Varied shots are important, Jack and Dan reminded me, encouraging wide shots, close-ups, panning shots, slow motion and static images (there’s usually enough movement in the background to make clear it’s not actually a photograph). And it’s worth taking an establishing landscape with lots of sky in it where you can plop in titles later.

Composition benefits from, well, from thinking about it, whether you plump for the rule of thirds or as Dan Rubin suggested, “making everything perfectly symmetrical and centred, like a Wes Anderson movie”.

After walking the streets of Paris for a couple of hours, post-production took a little less than an hour. You can spend much more time on this, or you can spend no time at all and get apps to do the heavy lifting for you.

The indepth option, and very satisfying to use, is iMovie.
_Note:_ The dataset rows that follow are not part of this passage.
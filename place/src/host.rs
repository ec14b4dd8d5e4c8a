//! The host UI as seen from the engine.
//!
//! The engine pushes state outward through [`PlaceHost`]; the host never calls
//! back in except through the public contract of [`crate::Place`]. Every
//! method has an empty default body, so a host implements only what it shows
//! and a missing callback is simply not invoked.

use crate::geometry::Coordinate;
use crate::message::Message;
use crate::presence::User;

/// Observer of engine state changes.
pub trait PlaceHost {
    /// The authority assigned or confirmed the local user's name.
    fn set_name(&mut self, _name: &str) {}

    /// Full chat history, delivered once. The host owns the retained log.
    fn set_messages(&mut self, _messages: Vec<Message>) {}

    /// One chat entry to append after everything delivered so far.
    fn add_message(&mut self, _message: Message) {}

    /// The local user changed (name, color, or cursor).
    fn set_user(&mut self, _user: &User) {}

    /// A new remote user snapshot.
    fn set_users(&mut self, _users: &[User]) {}

    /// The viewport location changed.
    fn set_location(&mut self, _location: Coordinate) {}

    /// Whether chunks for a new location are still on their way.
    fn set_is_loading(&mut self, _loading: bool) {}
}

/// A host that shows nothing.
#[derive(Debug, Default, Clone, Copy)]
pub struct Detached;

impl PlaceHost for Detached {}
This is an Apple app which costs £3.99 if you bought your iPad before September 2013 but free on newer generation models.

As you might expect, it’s a highly intuitive, capable app which lets you assemble your footage easily, swapping order, shortening shots, choosing between dissolving, sliding and wiping between shots and lots more.

You can add audio easily – several pieces are included, only one or two of which will annoy on repeated listening. Note that most of these are about a minute long, which is maybe a hint that your magnum opus should also be. You can speed up or slow down shots – though it’s still best to decide on this when shooting if you can as the results are smoother.

You can add titles, quell the natural audio, blast it with filters and more. Your original footage remains unchanged so you can go back to it at any time. This is a very satisfying process and highly enjoyable. When you’re done, use the arrow button to go “Back to projects” and choose Save Video (which, curiously, is hidden under Share) to export it in various resolutions.

Or take the easy route. Download an app like Replay and choose as many or as few shots as you fancy. Then choose a theme (Epic, Dandy, Raw and, er, Toss). Wait no more than a second or two and your shots will be assembled with special effects, soundtracks and considerable panache. The app is free, though charges apply if you want to save the montage without the Replay watermark. You can edit in Replay, too, to change shot lengths etc.

Then there are more particular apps like 8mm which is simple and creates videos with a Super 8 camera effect and Slo-Pro to shoot at high speed and play back in slo-mo if your iPad doesn’t support that. And one called Horizon which lets you record horizontal videos no matter how you hold your tablet. I could have done with this – I managed to hold the iPad at a gently drunken angle throughout.

Here’s the thing: I’m not a fan of people holding up tablets in front of them shooting videos in the street or, heaven forbid, at concerts. It feels that they’re not present, they’re just recording it as a piece of video they may never look at again and distancing themselves from the event as it happens.

But this experiment has won me over. If you shoot judiciously and with a conscious eye to how you’ll use it afterwards, everything changes. Instead of slavishly filming everything, it works better when you deliberately take on the role of careful filmmaker for a few moments every now and again. And then return to enjoying the moment – to, you know, actually being there.

In ergonomic terms, finding places to naturally hold the iPad steady so you can shoot timelapse is important: rest your elbows on your body to stabilise panning shots, make use of bright or dim lighting to create an effect. These are ways to have the raw footage which you can edit together to create something special.

You can check out what I recorded here. There’s a version done using iMovie, which took all of 55 minutes to edit, add music and titles, and one using Replay, which was done in 45 seconds, including choosing shots.

My first efforts weren’t exceptional, and the punning title I lighted on is already making me cringe, but iMovie turned them into something eye-catching and fun. With not a grain of sand in sight.